■ INSTRUCTIONS FOR THE TASK ■
Wherever the word "zero" turns up in a line of the entries, copy that line.
*** Begin section ***
impl Ycbcr420CapabilityMap {
    /// Whether the SVD at `index` in the video data blocks supports 4:2:0
    pub fn supports(&self, index: usize) -> bool {
        if self.bitmap.is_empty() {
            return true;
        }
        self.bitmap
            .get(index / 8)
            .map_or(false, |b| b & (1 << (index % 8)) != 0)
    }
}

#[derive(Debug, Clone, PartialEq, Serialize)]
pub enum DataBlock {
    Audio(Vec<ShortAudioDescriptor>),
    Video(Vec<ShortVideoDescriptor>),
    VendorSpecific(VendorSpecific),
    SpeakerAllocation(SpeakerAllocation),
    VideoCapability(VideoCapability),
    Colorimetry(Colorimetry),
    HdrStaticMetadata(HdrStaticMetadata),
    Ycbcr420Video(Vec<ShortVideoDescriptor>),
    Ycbcr420CapabilityMap(Ycbcr420CapabilityMap),
    /// Recognized or reserved tag kept undecoded
    Raw { tag: DataBlockTag, payload: Vec<u8> },
}

impl DataBlock {
    pub fn tag(&self) -> DataBlockTag {
        match self {
            DataBlock::Audio(_) => DataBlockTag::Audio,
            DataBlock::Video(_) => DataBlockTag::Video,
            DataBlock::VendorSpecific(_) => DataBlockTag::VendorSpecific,
            DataBlock::SpeakerAllocation(_) => DataBlockTag::SpeakerAllocation,
            DataBlock::VideoCapability(_) => DataBlockTag::VideoCapability,
            DataBlock::Colorimetry(_) => DataBlockTag::Colorimetry,
            DataBlock::HdrStaticMetadata(_) => DataBlockTag::HdrStaticMetadata,
            DataBlock::Ycbcr420Video(_) => DataBlockTag::Ycbcr420Video,
            DataBlock::Ycbcr420CapabilityMap(_) => DataBlockTag::Ycbcr420CapabilityMap,
            DataBlock::Raw { tag, .. } => *tag,
        }
    }
}

#[derive(Debug, Clone, Copy, PartialEq, Eq, Default, Serialize)]
pub struct CtaFlags {
    pub it_underscan: bool,
    pub basic_audio: bool,
    pub ycc444: bool,
    pub ycc422: bool,
    pub native_dtds: u8,
}

#[derive(Debug, Clone, PartialEq, Serialize)]
pub struct Cta {
    pub revision: u8,
    pub flags: CtaFlags,
    pub data_blocks: Vec<DataBlock>,
    pub detailed_timings: Vec<DetailedTiming>,
}

impl Cta {
    pub fn parse(block: &[u8; EDID_BLOCK_SIZE], scope: &mut Scope<'_>) -> Result<Self> {
        let mut r = ByteReader::new(&block[..DTD_END]);
        r.skip(1)?;
        let revision = r.read_u8()?;
        let dtd_offset = usize::from(r.read_u8()?);
        let raw_flags = r.read_u8()?;

        if revision == 0 || revision > 3 {
            scope.fail(format!("Unknown CTA-861 revision {}", revision));
        }
        let flags = if revision >= 2 {
            CtaFlags {
                it_underscan: raw_flags & 0x80 != 0,
                basic_audio: raw_flags & 0x40 != 0,
                ycc444: raw_flags & 0x20 != 0,
                ycc422: raw_flags & 0x10 != 0,
                native_dtds: raw_flags & 0x0F,
            }
        } else {
            if raw_flags != 0 {
                scope.fail("Byte 3 must be zero for CTA-861 revision 1");
            }
            CtaFlags::default()
        };

        let mut cta = Cta {
            revision,
            flags,
            data_blocks: Vec::new(),
            detailed_timings: Vec::new(),
        };

        if dtd_offset == 0 {
            return Ok(cta);
        }
        let dtd_offset = if dtd_offset < DATA_BLOCK_OFFSET || dtd_offset > DTD_END {
            scope.fail(format!("Invalid detailed timing offset {}", dtd_offset));
            dtd_offset.clamp(DATA_BLOCK_OFFSET, DTD_END)
        } else {
            dtd_offset
        };

        if dtd_offset > DATA_BLOCK_OFFSET {
            if revision < 3 {
                scope.fail("Data block collection present before CTA-861 revision 3");
            } else {
                let mut blocks = ByteReader::new(&block[DATA_BLOCK_OFFSET..dtd_offset]);
                cta.data_blocks = parse_data_block_collection(&mut blocks, scope);
                report_duplicates(&cta.data_blocks, scope);
            }
        }

        let mut dtds = ByteReader::new(&block[dtd_offset..DTD_END]);
        while dtds.remaining() >= DETAILED_TIMING_SIZE {
            let raw = dtds.read_array::<DETAILED_TIMING_SIZE>()?;
            if raw[0] == 0 && raw[1] == 0 {
                break;
            }
            cta.detailed_timings.push(DetailedTiming::parse(&raw, scope));
        }

        debug!(
            revision,
            data_blocks = cta.data_blocks.len(),
            detailed_timings = cta.detailed_timings.len(),
            "Decoded CTA-861 extension"
        );
        Ok(cta)
    }

    /// First data block with `tag`.
    ///
    /// Tags that must appear at most once resolve to their first occurrence;
    /// later duplicates are never consulted.
    pub fn find(&self, tag: DataBlockTag) -> Option<&DataBlock> {
        self.data_blocks.iter().find(|b| b.tag() == tag)
    }

    pub fn colorimetry(&self) -> Option<&Colorimetry> {
        match self.find(DataBlockTag::Colorimetry)? {
            DataBlock::Colorimetry(c) => Some(c),
            _ => None,
        }
    }

    pub fn hdr_static_metadata(&self) -> Option<&HdrStaticMetadata> {
        match self.find(DataBlockTag::HdrStaticMetadata)? {
            DataBlock::HdrStaticMetadata(m) => Some(m),
            _ => None,
        }
    }

    /// All SVDs from every video data block, in order
    pub fn svds(&self) -> impl Iterator<Item = &ShortVideoDescriptor> {
        self.data_blocks.iter().flat_map(|b| match b {
            DataBlock::Video(svds) => svds.as_slice(),
            _ => &[][..],
        })
    }
}

/// Walk the TLV sequence. A block whose declared length runs past the
/// collection ends the walk; blocks decoded so far are kept.
fn parse_data_block_collection(r: &mut ByteReader<'_>, scope: &mut Scope<'_>) -> Vec<DataBlock> {
    let mut blocks = Vec::new();
    while !r.is_empty() {
        let offset = DATA_BLOCK_OFFSET + r.position();
        let header = match r.read_u8() {
            Ok(h) => h,
            Err(_) => break,
        };
        let len = usize::from(header & 0x1F);
        let payload = match r.read_bytes(len) {
            Ok(p) => p,
            Err(e) => {
                scope.fail(format!(
                    "Data block at offset {} overruns the data block collection: {}",
                    offset, e
                ));
                break;
            }
        };

        let block = match header >> 5 {
            7 => match payload.split_first() {
                Some((&ext_tag, rest)) => parse_extended_data_block(ext_tag, rest, scope),
                None => {
                    scope.fail("Extended tag data block has no extended tag");
                    None
                }
            },
            tag => parse_data_block(tag, payload, scope),
        };
        blocks.extend(block);
    }
    blocks
}

fn parse_data_block(tag: u8, payload: &[u8], scope: &mut Scope<'_>) -> Option<DataBlock> {
    let tag = DataBlockTag::from_short(tag);
    match tag {
        DataBlockTag::Audio => parse_audio(payload, scope).map(DataBlock::Audio),
        DataBlockTag::Video => Some(DataBlock::Video(parse_svds(payload, scope))),
        DataBlockTag::VendorSpecific => {
            if payload.len() < 3 {
                scope.fail("Vendor-Specific Data Block is too short for an OUI");
                return None;
            }
            Some(DataBlock::VendorSpecific(VendorSpecific {
                oui: u32::from_le_bytes([payload[0], payload[1], payload[2], 0]),
                payload: payload[3..].to_vec(),
            }))
        }
        DataBlockTag::SpeakerAllocation => parse_speaker_allocation(payload, scope).map(DataBlock::SpeakerAllocation),
        _ => {
            if let DataBlockTag::Reserved(t) = tag {
                scope.fail(format!("Unknown CTA-861 data block tag {}", t));
            }
            Some(DataBlock::Raw {
                tag,
                payload: payload.to_vec(),
            })
        }
    }
}

fn parse_extended_data_block(ext_tag: u8, payload: &[u8], scope: &mut Scope<'_>) -> Option<DataBlock> {
    let tag = DataBlockTag::from_extended(ext_tag);
    match tag {
        DataBlockTag::VideoCapability => {
            let Some(&b) = payload.first() else {
                scope.fail("Video Capability Data Block is empty");
                return None;
            };
            Some(DataBlock::VideoCapability(VideoCapability {
                ycc_quantization_selectable: b & 0x80 != 0,
                rgb_quantization_selectable: b & 0x40 != 0,
                pt_overscan: OverscanBehavior::from_bits(b >> 4),
                it_overscan: OverscanBehavior::from_bits(b >> 2),
                ce_overscan: OverscanBehavior::from_bits(b),
            }))
        }
        DataBlockTag::Colorimetry => parse_colorimetry(payload, scope).map(DataBlock::Colorimetry),
        DataBlockTag::HdrStaticMetadata => parse_hdr_static_metadata(payload, scope).map(DataBlock::HdrStaticMetadata),
        DataBlockTag::Ycbcr420Video => Some(DataBlock::Ycbcr420Video(parse_svds(payload, scope))),
        DataBlockTag::Ycbcr420CapabilityMap => Some(DataBlock::Ycbcr420CapabilityMap(Ycbcr420CapabilityMap {
            bitmap: payload.to_vec(),
        })),
        _ => {
            if let DataBlockTag::ReservedExtended(t) = tag {
                scope.fail(format!("Unknown CTA-861 extended data block tag {}", t));
            }
            Some(DataBlock::Raw {
                tag,
                payload: payload.to_vec(),
            })
        }
    }
}

fn parse_audio(payload: &[u8], scope: &mut Scope<'_>) -> Option<Vec<ShortAudioDescriptor>> {
    if payload.is_empty() || payload.len() % 3 != 0 {
        scope.fail(format!(
            "Audio Data Block length {} is not a non-zero multiple of 3",
            payload.len()
        ));
        if payload.len() < 3 {
            return None;
        }
    }

    let sads = payload
        .chunks_exact(3)
        .map(|sad| {
            let code = (sad[0] >> 3) & 0x0F;
            let format = AudioFormat::from_code(code);
            let sample_rates_hz = SAMPLE_RATES_HZ
                .iter()
                .enumerate()
                .filter(|(i, _)| sad[1] & (1 << i) != 0)
                .map(|(_, &hz)| hz)
                .collect();
            let (lpcm_bit_depths, max_bitrate_kbs) = match code {
                1 => {
                    let depths = [16u8, 20, 24]
                        .iter()
                        .enumerate()
                        .filter(|(i, _)| sad[2] & (1 << i) != 0)
                        .map(|(_, &d)| d)
                        .collect();
                    (depths, None)
                }
                2..=8 => (Vec::new(), Some(u32::from(sad[2]) * 8)),
                _ => (Vec::new(), None),
            };
            ShortAudioDescriptor {
                format,
                max_channels: (sad[0] & 0x07) + 1,
                sample_rates_hz,
                lpcm_bit_depths,
                max_bitrate_kbs,
            }
        })
        .collect();
    Some(sads)
}

fn parse_svds(payload: &[u8], scope: &mut Scope<'_>) -> Vec<ShortVideoDescriptor> {
    payload
        .iter()
        .filter_map(|&b| match b {
            1..=64 => Some(ShortVideoDescriptor { vic: b, native: false }),
            129..=192 => Some(ShortVideoDescriptor {
                vic: b & 0x7F,
                native: true,
            }),
            65..=127 | 193..=253 => Some(ShortVideoDescriptor { vic: b, native: false }),
            _ => {
                scope.fail(format!("Reserved short video descriptor 0x{:02X}", b));
                None
            }
        })
        .collect()
}

fn parse_speaker_allocation(payload: &[u8], scope: &mut Scope<'_>) -> Option<SpeakerAllocation> {
    if payload.len() < 3 {
        scope.fail("Speaker Allocation Data Block is shorter than 3 bytes");
        return None;
    }
    let (a, b, c) = (payload[0], payload[1], payload[2]);
    Some(SpeakerAllocation {
        flw_frw: a & 0x80 != 0,
        rlc_rrc: a & 0x40 != 0,
        flc_frc: a & 0x20 != 0,
        bc: a & 0x10 != 0,
        bl_br: a & 0x08 != 0,
        fc: a & 0x04 != 0,
        lfe1: a & 0x02 != 0,
        fl_fr: a & 0x01 != 0,
        tpsil_tpsir: b & 0x80 != 0,
        sil_sir: b & 0x40 != 0,
        tpbc: b & 0x20 != 0,
        lfe2: b & 0x10 != 0,
        ls_rs: b & 0x08 != 0,
        tpfc: b & 0x04 != 0,
        tpc: b & 0x02 != 0,
        tpfl_tpfr: b & 0x01 != 0,
        btfl_btfr: c & 0x08 != 0,
        btfc: c & 0x04 != 0,
        tpbl_tpbr: c & 0x02 != 0,
        tpls_tprs: c & 0x01 != 0,
    })
}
*** End section ***
■ REPLY TO THE TASK ■
                scope.fail("Byte 3 must be zero for CTA-861 revision 1");
            "Audio Data Block length {} is not a non-zero multiple of 3",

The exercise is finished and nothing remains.